Adam Jacobs: Okay. Yeah, I mean you've seen them with your own eyes.
Jim Tucker: Sure. Yeah.
Adam Jacobs: So a couple more questions, and then we have special guests coming right up of people who have actually gone through this experience and that you've worked with over many years. Would you say that this is a purely scientific area of research, or does it also veer into philosophy? In other words, is this the classical model of testable and falsifiable that people require for scientific standards, or is it more of an inference from observations that we make?
Jim Tucker: Well, it's certainly not controlled laboratory experiments. There are a lot of ways to try to find out the truth and a lot of scientific ways of doing it. And some of them involve exploring spontaneous phenomena that cannot be controlled. And this would be one of those. But we certainly use or try to use a scientific mindset as we approach these cases. It is not philosophical in the sense that we accept what people tell us and then make inferences about what it means for all of us when we're in the nitty gritty, trying to verify each statement that the child has made, making sure that the child said it, and then making sure it connects with the past life. And so it's, we think very serious-minded approach to this phenomenon.

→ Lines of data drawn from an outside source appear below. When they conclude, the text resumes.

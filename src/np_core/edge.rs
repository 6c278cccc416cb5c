use std::fmt::Display;

use super::Node;

/// Represents an undirected link between two nodes.
///
/// The endpoints are stored in ascending order, so `Edge::new(3, 1)` and
/// `Edge::new(1, 3)` are the same key. Per-link resources that are shared by
/// both directions (key pools) are indexed by this type.
#[derive(Debug, Clone, Copy, PartialEq, Eq, Hash, PartialOrd, Ord)]
pub struct Edge {
    /// The endpoint with the smaller index.
    pub src: Node,
    /// The endpoint with the larger index.
    pub dst: Node,
}

impl Display for Edge {
    /// Formats the edge for display.
    fn fmt(&self, f: &mut std::fmt::Formatter<'_>) -> std::fmt::Result {
        write!(f, "({},{})", self.src, self.dst)
    }
}

impl Edge {
    /// Creates a new undirected edge between nodes with the given indices.
    ///
    /// # Arguments
    ///
    /// * `a` - The index of one endpoint.
    /// * `b` - The index of the other endpoint.
    ///
    /// # Returns
    ///
    /// A new `Edge` instance with its endpoints normalized.
    pub fn new(a: usize, b: usize) -> Self {
        let (src, dst) = if a <= b { (a, b) } else { (b, a) };
        Self {
            src: Node::new(src),
            dst: Node::new(dst),
        }
    }

    pub fn contains(&self, node: usize) -> bool {
        self.src.index() == node || self.dst.index() == node
    }

    /// Links of a node route, in traversal order.
    pub fn from_node_route(node_route: &[usize]) -> Vec<Edge> {
        node_route.windows(2).map(|w| Edge::new(w[0], w[1])).collect()
    }
}

#[test]
fn edge_is_undirected() {
    assert_eq!(Edge::new(4, 1), Edge::new(1, 4));
    assert_eq!(usize::from(Edge::new(4, 1).src), 1);
    assert!(Edge::new(2, 7).contains(7));
    assert_eq!(Edge::from_node_route(&[0, 2, 1]), vec![Edge::new(0, 2), Edge::new(1, 2)]);
}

Adam Jacobs: Yeah. So someone said to me online, that “there is no evidence for the supernatural. Why not admit it?” So is this evidence of the supernatural? Is this breaking into a new realm of scientific discovery? And one of your colleagues told me that he views Ian Stevenson as the next Darwin who's going to be discovered someday, and this will be considered as much of a breakthrough as any other major discovery that's ever taken place. It's just not there yet. Would you agree with that? Is that where it's going?
Jim Tucker: Well, as far as evidence of the supernatural, first of all, I would say this is not supernatural. It's natural. We just don't understand it. And there's plenty of evidence that mind can operate separately from the brain. So when someone says there's no evidence for something, it means they don't know of the evidence. But this person was incorrect.
Adam Jacobs: Okay, good. I want to let 'em know. Okay. We're going to take a second for a little transition. I'm going to ask Cindy and Ryan Hammonds to join us now. So we'll need another chair, and we need to get Ryan on Zoom, who is joining us from Oklahoma.
Adam Jacobs: Okay. So welcome Ryan and Cindy. It's great to have you guys here and obviously your perspectives on this whole thing. It's one thing for us to discuss this in this abstract way, but it's quite another to hear from people who actually lived it. And I have read your story several times, including last night. From my perspective, it is just remarkable and very hard to explain. And therefore it seemed like a great opportunity to showcase to everybody here and watching online exactly the meaning of what transpires when someone as a young child starts to report these memories. So I figured to start off, Cindy, can you tell us what happened? When did this start?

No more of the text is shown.